Your assignment: Return a copy of every line in the data below that contains "configured".

Information provided:
────────────────
//! Extension traits for error handling

use super::types::{Error, Result};

/// Extension trait for adding context to Results
pub trait ResultExt<T> {
    /// Add context to a Result
    fn context(self, message: impl Into<String>) -> Result<T>;

    /// Add context with a lazy message
    fn with_context<F>(self, f: F) -> Result<T>
    where
        F: FnOnce() -> String;
}

impl<T, E> ResultExt<T> for std::result::Result<T, E>
where
    E: std::fmt::Display,
{
    fn context(self, message: impl Into<String>) -> Result<T> {
        self.map_err(|e| Error::Configuration {
            message: format!("{}: {}", message.into(), e),
        })
    }

    fn with_context<F>(self, f: F) -> Result<T>
    where
        F: FnOnce() -> String,
    {
        self.map_err(|e| Error::Configuration {
            message: format!("{}: {}", f(), e),
        })
    }
}
//! Metadata server client: ambient project discovery and access tokens

use crate::config::parse_endpoint;
use async_trait::async_trait;
use secrets_init_core::{Error, ResolveContext, Result};
use serde::Deserialize;
use std::fmt;

const METADATA_FLAVOR_HEADER: &str = "Metadata-Flavor";
const METADATA_FLAVOR: &str = "Google";
const PROJECT_ID_PATH: &str = "/computeMetadata/v1/project/project-id";
const TOKEN_PATH: &str = "/computeMetadata/v1/instance/service-accounts/default/token";

/// Finds the default project a provider resolves short secret names against
#[async_trait]
pub trait ScopeDiscovery: Send + Sync {
    /// Look up the ambient project ID
    async fn discover_ambient_scope(&self, ctx: &ResolveContext) -> Result<String>;
}

/// HTTP client for the GCE/GKE/Cloud Run metadata server
#[derive(Clone)]
pub struct MetadataClient {
    http: reqwest::Client,
    endpoint: String,
}

#[derive(Deserialize)]
struct TokenResponse {
    access_token: String,
}

impl MetadataClient {
    /// Use an existing HTTP client
    pub fn with_client(http: reqwest::Client, endpoint: &str) -> Result<Self> {
        let endpoint = parse_endpoint("metadata_endpoint", endpoint)?;
        Ok(Self { http, endpoint })
    }

    /// The metadata server base URL
    #[must_use]
    pub fn endpoint(&self) -> &str {
        &self.endpoint
    }

    async fn get(&self, ctx: &ResolveContext, path: &str) -> Result<reqwest::Response> {
        let url = format!("{}{path}", self.endpoint);
        ctx.run("metadata request", async {
            let response = self
                .http
                .get(&url)
                .header(METADATA_FLAVOR_HEADER, METADATA_FLAVOR)
                .send()
                .await
                .map_err(|e| Error::network(&url, e.to_string()))?;

            let status = response.status();
            if !status.is_success() {
                return Err(Error::network(&url, format!("metadata server returned HTTP {status}")));
            }
            // anything else answering on this address is not the metadata server
            let genuine = response
                .headers()
                .get(METADATA_FLAVOR_HEADER)
                .is_some_and(|v| v == METADATA_FLAVOR);
            if !genuine {
                return Err(Error::network(
                    &url,
                    "response is missing the Metadata-Flavor: Google header",
                ));
            }
            Ok(response)
        })
        .await
    }

    /// The project the workload runs in
    pub async fn project_id(&self, ctx: &ResolveContext) -> Result<String> {
        let response = self.get(ctx, PROJECT_ID_PATH).await?;
        let url = response.url().to_string();
        let body = ctx
            .run("metadata request", async {
                response
                    .text()
                    .await
                    .map_err(|e| Error::network(&url, e.to_string()))
            })
            .await?;

        let project = body.trim();
        if project.is_empty() {
            return Err(Error::network(url, "metadata server returned an empty project ID"));
        }
        Ok(project.to_string())
    }

    /// An OAuth access token for the default service account
    pub async fn access_token(&self, ctx: &ResolveContext) -> Result<String> {
        let response = self.get(ctx, TOKEN_PATH).await?;
        let url = response.url().to_string();
        let token: TokenResponse = ctx
            .run("metadata request", async {
                response
                    .json()
                    .await
                    .map_err(|e| Error::network(&url, format!("invalid token response: {e}")))
            })
            .await?;
        Ok(token.access_token)
    }
}

#[async_trait]
impl ScopeDiscovery for MetadataClient {
    async fn discover_ambient_scope(&self, ctx: &ResolveContext) -> Result<String> {
        self.project_id(ctx).await
    }
}

impl fmt::Debug for MetadataClient {
    fn fmt(&self, f: &mut fmt::Formatter<'_>) -> fmt::Result {
        f.debug_struct("MetadataClient")
            .field("endpoint", &self.endpoint)
            .finish()
    }
}

/// Where Secret Manager requests get their bearer token
#[derive(Clone)]
pub enum TokenSource {
    /// A token supplied by configuration
    Static(String),
    /// A fresh token from the metadata server for every request
    Metadata(MetadataClient),
}

impl TokenSource {
    /// Get a bearer token
    pub async fn token(&self, ctx: &ResolveContext) -> Result<String> {
        match self {
            TokenSource::Static(token) => Ok(token.clone()),
            TokenSource::Metadata(client) => client.access_token(ctx).await,
        }
    }
}

impl fmt::Debug for TokenSource {
    fn fmt(&self, f: &mut fmt::Formatter<'_>) -> fmt::Result {
        match self {
            TokenSource::Static(_) => f.write_str("Static(<redacted>)"),
            TokenSource::Metadata(client) => f.debug_tuple("Metadata").field(client).finish(),
        }
    }
}
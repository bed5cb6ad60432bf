/// Constants used throughout the secrets-init codebase
// Scheme tags
pub const GCP_SECRET_MANAGER_SCHEME: &str = "gcp:secretmanager:";

// Version sentinel used when a reference does not pin one
pub const LATEST_VERSION: &str = "latest";

// Environment variable names
pub const SECRETS_INIT_LOG_VAR: &str = "SECRETS_INIT_LOG";

// Default log filter when SECRETS_INIT_LOG is unset
pub const DEFAULT_LOG_FILTER: &str = "info";
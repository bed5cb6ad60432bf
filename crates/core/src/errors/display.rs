//! Display implementations for error types

use super::types::Error;
use std::fmt;

impl fmt::Display for Error {
    fn fmt(&self, f: &mut fmt::Formatter<'_>) -> fmt::Result {
        match self {
            Error::ProviderInit {
                provider, message, ..
            } => {
                write!(f, "failed to initialize {provider} provider: {message}")
            }
            Error::UnresolvableScope { reference } => {
                write!(
                    f,
                    "failed to resolve secret '{reference}': no project is configured or detectable for short secret names"
                )
            }
            Error::SecretFetch { name, source } => {
                write!(f, "failed to fetch secret '{name}': {source}")
            }
            Error::InvalidPayload { message } => {
                write!(f, "invalid secret payload: {message}")
            }
            Error::DuplicateScheme { scheme } => {
                write!(f, "a provider is already registered for scheme '{scheme}'")
            }
            Error::Configuration { message } => {
                write!(f, "configuration error: {message}")
            }
            Error::Network { endpoint, message } => {
                write!(f, "network error for '{endpoint}': {message}")
            }
            Error::Cancelled { operation } => {
                write!(f, "operation '{operation}' was cancelled")
            }
            Error::Timeout {
                operation,
                duration,
            } => {
                write!(f, "operation '{operation}' timed out after {duration:?}")
            }
        }
    }
}
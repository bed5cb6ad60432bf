//! Google Secret Manager provider for `secrets-init`.
//!
//! Resolves values of the form `gcp:secretmanager:<locator>`, where the
//! locator is either a short secret name (`db-pass`, `db-pass/versions/3`)
//! resolved against the workload's project, or a fully-qualified
//! `projects/<id>/secrets/<name>[/versions/<v>]` name.
//!
//! ```no_run
//! use secrets_init_core::{entries_from, ResolveContext, SecretsProvider};
//! use secrets_init_gcp::{GoogleProviderConfig, GoogleSecretsProvider};
//!
//! # async fn run() -> secrets_init_core::Result<()> {
//! let ctx = ResolveContext::background();
//! let config = GoogleProviderConfig::from_env()?;
//! let provider = GoogleSecretsProvider::new(&ctx, &config).await?;
//! let env = provider
//!     .resolve_secrets(&ctx, &entries_from(["DB_PASS=gcp:secretmanager:db-pass"]))
//!     .await?;
//! # Ok(())
//! # }
//! ```

pub mod config;
pub mod metadata;
pub mod provider;
pub mod reference;
pub mod store;

pub use config::GoogleProviderConfig;
pub use metadata::{MetadataClient, ScopeDiscovery, TokenSource};
pub use provider::{GoogleSecretsProvider, PROVIDER_NAME};
pub use reference::{normalize_locator, SecretLocator, SecretName};
pub use store::{SecretManagerClient, SecretStore};

use secrets_init_core::{Error, Result};

/// Shared HTTP client with the configured transport timeout
pub(crate) fn build_http_client(config: &GoogleProviderConfig) -> Result<reqwest::Client> {
    reqwest::Client::builder()
        .timeout(config.request_timeout())
        .build()
        .map_err(|e| {
            Error::provider_init_with_source(PROVIDER_NAME, "failed to build HTTP client", e)
        })
}
//! Configuration for the Google Secret Manager provider.
//!
//! Values come from the environment of the launcher (see the `*_VAR`
//! constants) or from any serde source the launcher already reads.

use secrets_init_core::{Error, Result, ResultExt};
use serde::Deserialize;
use std::fmt;
use std::time::Duration;
use url::Url;

/// Explicit Google project ID
pub const GOOGLE_PROJECT_VAR: &str = "GOOGLE_PROJECT";
/// Fallback project ID variable used by Google client libraries
pub const GOOGLE_CLOUD_PROJECT_VAR: &str = "GOOGLE_CLOUD_PROJECT";
/// Override for the Secret Manager API endpoint
pub const SECRET_MANAGER_ENDPOINT_VAR: &str = "SECRETS_INIT_GCP_ENDPOINT";
/// Metadata server `host[:port]`, as understood by Google client libraries
pub const METADATA_HOST_VAR: &str = "GCE_METADATA_HOST";
/// Static OAuth access token, skips the metadata server token endpoint
pub const ACCESS_TOKEN_VAR: &str = "GOOGLE_OAUTH_ACCESS_TOKEN";
/// Per-request HTTP timeout in seconds
pub const HTTP_TIMEOUT_VAR: &str = "SECRETS_INIT_HTTP_TIMEOUT_SECS";

pub const DEFAULT_SECRET_MANAGER_ENDPOINT: &str = "https://secretmanager.googleapis.com";
pub const DEFAULT_METADATA_ENDPOINT: &str = "http://metadata.google.internal";
pub const DEFAULT_HTTP_TIMEOUT_SECS: u64 = 30;

/// Settings for [`GoogleSecretsProvider`](crate::GoogleSecretsProvider)
#[derive(Clone, PartialEq, Eq, Deserialize)]
#[serde(default)]
pub struct GoogleProviderConfig {
    /// Project used for short secret names. Auto-detected when unset.
    pub project_id: Option<String>,

    /// Base URL of the Secret Manager REST API
    pub secret_manager_endpoint: String,

    /// Base URL of the metadata server
    pub metadata_endpoint: String,

    /// Static access token. When unset, tokens come from the metadata server.
    pub access_token: Option<String>,

    /// Transport timeout applied to every HTTP request
    pub request_timeout_secs: u64,
}

impl Default for GoogleProviderConfig {
    fn default() -> Self {
        Self {
            project_id: None,
            secret_manager_endpoint: DEFAULT_SECRET_MANAGER_ENDPOINT.to_string(),
            metadata_endpoint: DEFAULT_METADATA_ENDPOINT.to_string(),
            access_token: None,
            request_timeout_secs: DEFAULT_HTTP_TIMEOUT_SECS,
        }
    }
}

// access tokens stay out of logs
impl fmt::Debug for GoogleProviderConfig {
    fn fmt(&self, f: &mut fmt::Formatter<'_>) -> fmt::Result {
        f.debug_struct("GoogleProviderConfig")
            .field("project_id", &self.project_id)
            .field("secret_manager_endpoint", &self.secret_manager_endpoint)
            .field("metadata_endpoint", &self.metadata_endpoint)
            .field(
                "access_token",
                &self.access_token.as_ref().map(|_| "<redacted>"),
            )
            .field("request_timeout_secs", &self.request_timeout_secs)
            .finish()
    }
}

impl GoogleProviderConfig {
    /// Load from the process environment
    pub fn from_env() -> Result<Self> {
        Self::from_lookup(|key| std::env::var(key).ok())
    }

    /// Load using `lookup` to read variables. Empty values count as unset.
    pub fn from_lookup<F>(lookup: F) -> Result<Self>
    where
        F: Fn(&str) -> Option<String>,
    {
        let get = |key: &str| lookup(key).filter(|v| !v.trim().is_empty());
        let mut config = Self::default();

        config.project_id = get(GOOGLE_PROJECT_VAR).or_else(|| get(GOOGLE_CLOUD_PROJECT_VAR));

        if let Some(endpoint) = get(SECRET_MANAGER_ENDPOINT_VAR) {
            config.secret_manager_endpoint = endpoint;
        }

        if let Some(host) = get(METADATA_HOST_VAR) {
            let host = host.trim();
            config.metadata_endpoint = if host.contains("://") {
                host.to_string()
            } else {
                format!("http://{host}")
            };
        }

        config.access_token = get(ACCESS_TOKEN_VAR);

        if let Some(raw) = get(HTTP_TIMEOUT_VAR) {
            config.request_timeout_secs = raw
                .trim()
                .parse::<u64>()
                .with_context(|| format!("{HTTP_TIMEOUT_VAR} must be a whole number of seconds"))?;
        }

        config.validate()?;
        Ok(config)
    }

    /// Set the project explicitly
    #[must_use]
    pub fn with_project(mut self, project_id: impl Into<String>) -> Self {
        self.project_id = Some(project_id.into());
        self
    }

    /// Check endpoints and timeout
    pub fn validate(&self) -> Result<()> {
        parse_endpoint("secret_manager_endpoint", &self.secret_manager_endpoint)?;
        parse_endpoint("metadata_endpoint", &self.metadata_endpoint)?;
        if self.request_timeout_secs == 0 {
            return Err(Error::configuration(
                "request_timeout_secs must be greater than zero",
            ));
        }
        Ok(())
    }

    /// Transport timeout as a `Duration`
    #[must_use]
    pub fn request_timeout(&self) -> Duration {
        Duration::from_secs(self.request_timeout_secs)
    }
}

/// Parse an http(s) base URL and return it without a trailing slash
pub(crate) fn parse_endpoint(field: &str, raw: &str) -> Result<String> {
    let url = Url::parse(raw.trim())
        .with_context(|| format!("{field} '{raw}' is not a valid URL"))?;
    if !matches!(url.scheme(), "http" | "https") {
        return Err(Error::configuration(format!(
            "{field} '{raw}' must use http or https"
        )));
    }
    Ok(url.as_str().trim_end_matches('/').to_string())
}
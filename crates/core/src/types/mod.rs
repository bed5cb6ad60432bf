//! Core domain types.
//!
//! - **`environment`**: the `KEY=VALUE` entry type resolution works on

pub mod environment;

pub use environment::*;
//! The Google Secret Manager provider

use crate::config::GoogleProviderConfig;
use crate::metadata::{MetadataClient, ScopeDiscovery, TokenSource};
use crate::reference::{SecretLocator, SecretName};
use crate::store::{SecretManagerClient, SecretStore};
use async_trait::async_trait;
use secrets_init_core::{
    Error, ResolveContext, Result, SecretsProvider, GCP_SECRET_MANAGER_SCHEME,
};
use std::fmt;
use std::sync::Arc;

/// Name used for this provider in logs and errors
pub const PROVIDER_NAME: &str = "google-secret-manager";

/// Resolves `gcp:secretmanager:` references against Google Secret Manager.
///
/// The project used for short secret names is fixed when the provider is
/// built and never changes afterwards.
pub struct GoogleSecretsProvider {
    store: Arc<dyn SecretStore>,
    project_id: Option<String>,
}

impl GoogleSecretsProvider {
    /// Build the provider from configuration.
    ///
    /// Fails with [`Error::ProviderInit`] when the Secret Manager client cannot
    /// be built. Failing to detect the project is not an error; short secret
    /// names are then unavailable.
    pub async fn new(ctx: &ResolveContext, config: &GoogleProviderConfig) -> Result<Self> {
        let (store, metadata) = build_clients(config).map_err(into_init_error)?;
        Ok(Self::from_parts(ctx, config.project_id.as_deref(), &metadata, Arc::new(store)).await)
    }

    /// Build the provider from its collaborators.
    ///
    /// A non-empty `explicit_project` is used as is; otherwise `discovery` is
    /// asked once.
    pub async fn from_parts(
        ctx: &ResolveContext,
        explicit_project: Option<&str>,
        discovery: &dyn ScopeDiscovery,
        store: Arc<dyn SecretStore>,
    ) -> Self {
        let project_id = match explicit_project.filter(|p| !p.is_empty()) {
            Some(project) => {
                tracing::debug!(project, "using configured Google project");
                Some(project.to_string())
            }
            None => match discovery.discover_ambient_scope(ctx).await {
                Ok(project) if !project.is_empty() => {
                    tracing::debug!(project = %project, "detected Google project");
                    Some(project)
                }
                Ok(_) => {
                    tracing::info!(
                        "the Google project cannot be detected, short secret names will not resolve"
                    );
                    None
                }
                Err(e) => {
                    tracing::info!(
                        error = %e,
                        "the Google project cannot be detected, short secret names will not resolve"
                    );
                    None
                }
            },
        };

        Self { store, project_id }
    }

    /// The project short secret names resolve against, if any
    #[must_use]
    pub fn project_id(&self) -> Option<&str> {
        self.project_id.as_deref()
    }

    /// Normalise a locator against this provider's project
    pub fn secret_name(&self, locator: &str) -> Result<SecretName> {
        SecretLocator::parse(locator).normalize(self.project_id())
    }
}

fn build_clients(config: &GoogleProviderConfig) -> Result<(SecretManagerClient, MetadataClient)> {
    config.validate()?;
    let http = crate::build_http_client(config)?;
    let metadata = MetadataClient::with_client(http.clone(), &config.metadata_endpoint)?;
    let tokens = match &config.access_token {
        Some(token) => TokenSource::Static(token.clone()),
        None => TokenSource::Metadata(metadata.clone()),
    };
    let store = SecretManagerClient::with_client(http, &config.secret_manager_endpoint, tokens)?;
    Ok((store, metadata))
}

// already-classified init failures keep their own message
fn into_init_error(e: Error) -> Error {
    match e {
        Error::ProviderInit { .. } => e,
        other => Error::provider_init_with_source(
            PROVIDER_NAME,
            "failed to initialize Google Cloud client",
            other,
        ),
    }
}

#[async_trait]
impl SecretsProvider for GoogleSecretsProvider {
    fn name(&self) -> &str {
        PROVIDER_NAME
    }

    fn scheme(&self) -> &str {
        GCP_SECRET_MANAGER_SCHEME
    }

    async fn resolve_reference(&self, ctx: &ResolveContext, locator: &str) -> Result<String> {
        let name = self.secret_name(locator)?;
        tracing::debug!(secret = %name, "fetching secret from Google Secret Manager");

        let payload = self
            .store
            .fetch_secret(ctx, &name)
            .await
            .map_err(|e| Error::secret_fetch(name.as_str(), e))?;

        String::from_utf8(payload).map_err(|e| {
            Error::secret_fetch(
                name.as_str(),
                Error::invalid_payload(format!("secret is not valid UTF-8 text: {e}")),
            )
        })
    }
}

impl fmt::Debug for GoogleSecretsProvider {
    fn fmt(&self, f: &mut fmt::Formatter<'_>) -> fmt::Result {
        f.debug_struct("GoogleSecretsProvider")
            .field("project_id", &self.project_id)
            .finish_non_exhaustive()
    }
}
────────────────
Result below:
                    "failed to resolve secret '{reference}': no project is configured or detectable for short secret names"
/// Shared HTTP client with the configured transport timeout
                tracing::debug!(project, "using configured Google project");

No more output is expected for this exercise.